_Exercise directions_
Each line of the data below must be reproduced without any change.

_Data records_
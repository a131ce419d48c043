//! # Utility Modules
//!
//! Common helpers used throughout the crate: bit reversal for the wire bit
//! order, hex encoding/decoding, and frame logging.

pub mod bitrev;
pub mod hex;
pub mod logging;

// Re-export commonly used types and functions
pub use bitrev::{rev16, rev8, rev8_vec, REVERSE_BITS};
pub use hex::{decode_hex, encode_hex, format_hex_compact, pretty_hex, HexError};
pub use logging::{log_frame_hex, log_frame_structured};
//! # Radio Error Handling
//!
//! This module defines the RadioError enum for the fallible surfaces of the
//! crate: configuration, scenario scripts and the simulation harness.
//!
//! The protocol engine itself never fails. Anomalies on the air and
//! inconsistent firmware requests are reported through `log` and the radio
//! keeps running.

use thiserror::Error;

/// Represents the different error types that can occur in the radio crate.
#[derive(Debug, Error)]
pub enum RadioError {
    /// Indicates a configuration value that cannot drive the simulation.
    #[error("Invalid configuration: {0}")]
    InvalidConfig(String),

    /// Indicates an address outside the transceiver register window.
    #[error("Register address out of range: 0x{0:03X}")]
    RegisterOutOfRange(u16),

    /// Indicates a node index that does not exist in the network.
    #[error("Unknown node: {0}")]
    UnknownNode(usize),

    /// Indicates a malformed scenario script.
    #[error("Scenario error: {0}")]
    Scenario(String),

    /// Indicates a PSDU that does not fit the 127 byte PHY payload.
    #[error("Frame too long: {0} bytes")]
    FrameTooLong(usize),

    /// Indicates a frame buffer image that cannot be parsed.
    #[error("Malformed frame: {0}")]
    MalformedFrame(String),

    /// Indicates a network that did not settle within the allowed time.
    #[error("Network still busy after {0} byte-times")]
    Busy(u64),

    /// Indicates an invalid hexadecimal frame image.
    #[error("Invalid hex frame: {0}")]
    Hex(String),

    /// Wraps file access failures.
    #[error("I/O error: {0}")]
    Io(#[from] std::io::Error),

    /// Wraps JSON decoding failures.
    #[error("JSON error: {0}")]
    Json(#[from] serde_json::Error),
}

impl From<crate::util::hex::HexError> for RadioError {
    fn from(err: crate::util::hex::HexError) -> Self {
        RadioError::Hex(err.to_string())
    }
}
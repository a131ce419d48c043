//! Time-ordered event queue
//!
//! Min-heap keyed on `(time, rank, seq)`. `rank` lets a caller order
//! different kinds of work due at the same cycle; within a rank, entries
//! come out in insertion order.

use std::cmp::Ordering;
use std::collections::BinaryHeap;

#[derive(Debug)]
struct Entry<T> {
    time: u64,
    rank: u8,
    seq: u64,
    item: T,
}

impl<T> PartialEq for Entry<T> {
    fn eq(&self, other: &Self) -> bool {
        self.key() == other.key()
    }
}

impl<T> Eq for Entry<T> {}

impl<T> Entry<T> {
    fn key(&self) -> (u64, u8, u64) {
        (self.time, self.rank, self.seq)
    }
}

impl<T> Ord for Entry<T> {
    fn cmp(&self, other: &Self) -> Ordering {
        // Reversed: BinaryHeap is a max-heap
        other.key().cmp(&self.key())
    }
}

impl<T> PartialOrd for Entry<T> {
    fn partial_cmp(&self, other: &Self) -> Option<Ordering> {
        Some(self.cmp(other))
    }
}

/// Discrete-event queue
#[derive(Debug)]
pub struct EventQueue<T> {
    heap: BinaryHeap<Entry<T>>,
    next_seq: u64,
}

impl<T> Default for EventQueue<T> {
    fn default() -> Self {
        Self::new()
    }
}

impl<T> EventQueue<T> {
    pub fn new() -> Self {
        Self {
            heap: BinaryHeap::new(),
            next_seq: 0,
        }
    }

    /// Queue `item` at absolute cycle `time` with the default rank 0
    pub fn push(&mut self, time: u64, item: T) {
        self.push_ranked(time, 0, item);
    }

    /// Queue `item` at `time`; lower ranks fire first within a cycle
    pub fn push_ranked(&mut self, time: u64, rank: u8, item: T) {
        let seq = self.next_seq;
        self.next_seq += 1;
        self.heap.push(Entry {
            time,
            rank,
            seq,
            item,
        });
    }

    /// Time of the earliest entry
    pub fn peek_time(&self) -> Option<u64> {
        self.heap.peek().map(|e| e.time)
    }

    /// Remove the earliest entry
    pub fn pop(&mut self) -> Option<(u64, T)> {
        self.heap.pop().map(|e| (e.time, e.item))
    }

    /// Remove the earliest entry if it is due at or before `deadline`
    pub fn pop_due(&mut self, deadline: u64) -> Option<(u64, T)> {
        match self.peek_time() {
            Some(time) if time <= deadline => self.pop(),
            _ => None,
        }
    }

    /// Whether any entry satisfies `pred`
    pub fn any(&self, mut pred: impl FnMut(&T) -> bool) -> bool {
        self.heap.iter().any(|e| pred(&e.item))
    }

    pub fn len(&self) -> usize {
        self.heap.len()
    }

    pub fn is_empty(&self) -> bool {
        self.heap.is_empty()
    }
}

_Written solution_
repository a131ce419d48c043
//! # Utility Modules
//!
//! Common helpers used throughout the crate: bit reversal for the wire bit
//! order, hex encoding/decoding, and frame logging.

pub mod bitrev;
pub mod hex;
pub mod logging;

// Re-export commonly used types and functions
pub use bitrev::{rev16, rev8, rev8_vec, REVERSE_BITS};
pub use hex::{decode_hex, encode_hex, format_hex_compact, pretty_hex, HexError};
pub use logging::{log_frame_hex, log_frame_structured};
//! # Radio Error Handling
//!
//! This module defines the RadioError enum for the fallible surfaces of the
//! crate: configuration, scenario scripts and the simulation harness.
//!
//! The protocol engine itself never fails. Anomalies on the air and
//! inconsistent firmware requests are reported through `log` and the radio
//! keeps running.

use thiserror::Error;

/// Represents the different error types that can occur in the radio crate.
#[derive(Debug, Error)]
pub enum RadioError {
    /// Indicates a configuration value that cannot drive the simulation.
    #[error("Invalid configuration: {0}")]
    InvalidConfig(String),

    /// Indicates an address outside the transceiver register window.
    #[error("Register address out of range: 0x{0:03X}")]
    RegisterOutOfRange(u16),

    /// Indicates a node index that does not exist in the network.
    #[error("Unknown node: {0}")]
    UnknownNode(usize),

    /// Indicates a malformed scenario script.
    #[error("Scenario error: {0}")]
    Scenario(String),

    /// Indicates a PSDU that does not fit the 127 byte PHY payload.
    #[error("Frame too long: {0} bytes")]
    FrameTooLong(usize),

    /// Indicates a frame buffer image that cannot be parsed.
    #[error("Malformed frame: {0}")]
    MalformedFrame(String),

    /// Indicates a network that did not settle within the allowed time.
    #[error("Network still busy after {0} byte-times")]
    Busy(u64),

    /// Indicates an invalid hexadecimal frame image.
    #[error("Invalid hex frame: {0}")]
    Hex(String),

    /// Wraps file access failures.
    #[error("I/O error: {0}")]
    Io(#[from] std::io::Error),

    /// Wraps JSON decoding failures.
    #[error("JSON error: {0}")]
    Json(#[from] serde_json::Error),
}

impl From<crate::util::hex::HexError> for RadioError {
    fn from(err: crate::util::hex::HexError) -> Self {
        RadioError::Hex(err.to_string())
    }
}
repository a131ce419d48c043
//! Time-ordered event queue
//!
//! Min-heap keyed on `(time, rank, seq)`. `rank` lets a caller order
//! different kinds of work due at the same cycle; within a rank, entries
//! come out in insertion order.

use std::cmp::Ordering;
use std::collections::BinaryHeap;

#[derive(Debug)]
struct Entry<T> {
    time: u64,
    rank: u8,
    seq: u64,
    item: T,
}

impl<T> PartialEq for Entry<T> {
    fn eq(&self, other: &Self) -> bool {
        self.key() == other.key()
    }
}

impl<T> Eq for Entry<T> {}

impl<T> Entry<T> {
    fn key(&self) -> (u64, u8, u64) {
        (self.time, self.rank, self.seq)
    }
}

impl<T> Ord for Entry<T> {
    fn cmp(&self, other: &Self) -> Ordering {
        // Reversed: BinaryHeap is a max-heap
        other.key().cmp(&self.key())
    }
}

impl<T> PartialOrd for Entry<T> {
    fn partial_cmp(&self, other: &Self) -> Option<Ordering> {
        Some(self.cmp(other))
    }
}

/// Discrete-event queue
#[derive(Debug)]
pub struct EventQueue<T> {
    heap: BinaryHeap<Entry<T>>,
    next_seq: u64,
}

impl<T> Default for EventQueue<T> {
    fn default() -> Self {
        Self::new()
    }
}

impl<T> EventQueue<T> {
    pub fn new() -> Self {
        Self {
            heap: BinaryHeap::new(),
            next_seq: 0,
        }
    }

    /// Queue `item` at absolute cycle `time` with the default rank 0
    pub fn push(&mut self, time: u64, item: T) {
        self.push_ranked(time, 0, item);
    }

    /// Queue `item` at `time`; lower ranks fire first within a cycle
    pub fn push_ranked(&mut self, time: u64, rank: u8, item: T) {
        let seq = self.next_seq;
        self.next_seq += 1;
        self.heap.push(Entry {
            time,
            rank,
            seq,
            item,
        });
    }

    /// Time of the earliest entry
    pub fn peek_time(&self) -> Option<u64> {
        self.heap.peek().map(|e| e.time)
    }

    /// Remove the earliest entry
    pub fn pop(&mut self) -> Option<(u64, T)> {
        self.heap.pop().map(|e| (e.time, e.item))
    }

    /// Remove the earliest entry if it is due at or before `deadline`
    pub fn pop_due(&mut self, deadline: u64) -> Option<(u64, T)> {
        match self.peek_time() {
            Some(time) if time <= deadline => self.pop(),
            _ => None,
        }
    }

    /// Whether any entry satisfies `pred`
    pub fn any(&self, mut pred: impl FnMut(&T) -> bool) -> bool {
        self.heap.iter().any(|e| pred(&e.item))
    }

    pub fn len(&self) -> usize {
        self.heap.len()
    }

    pub fn is_empty(&self) -> bool {
        self.heap.is_empty()
    }
}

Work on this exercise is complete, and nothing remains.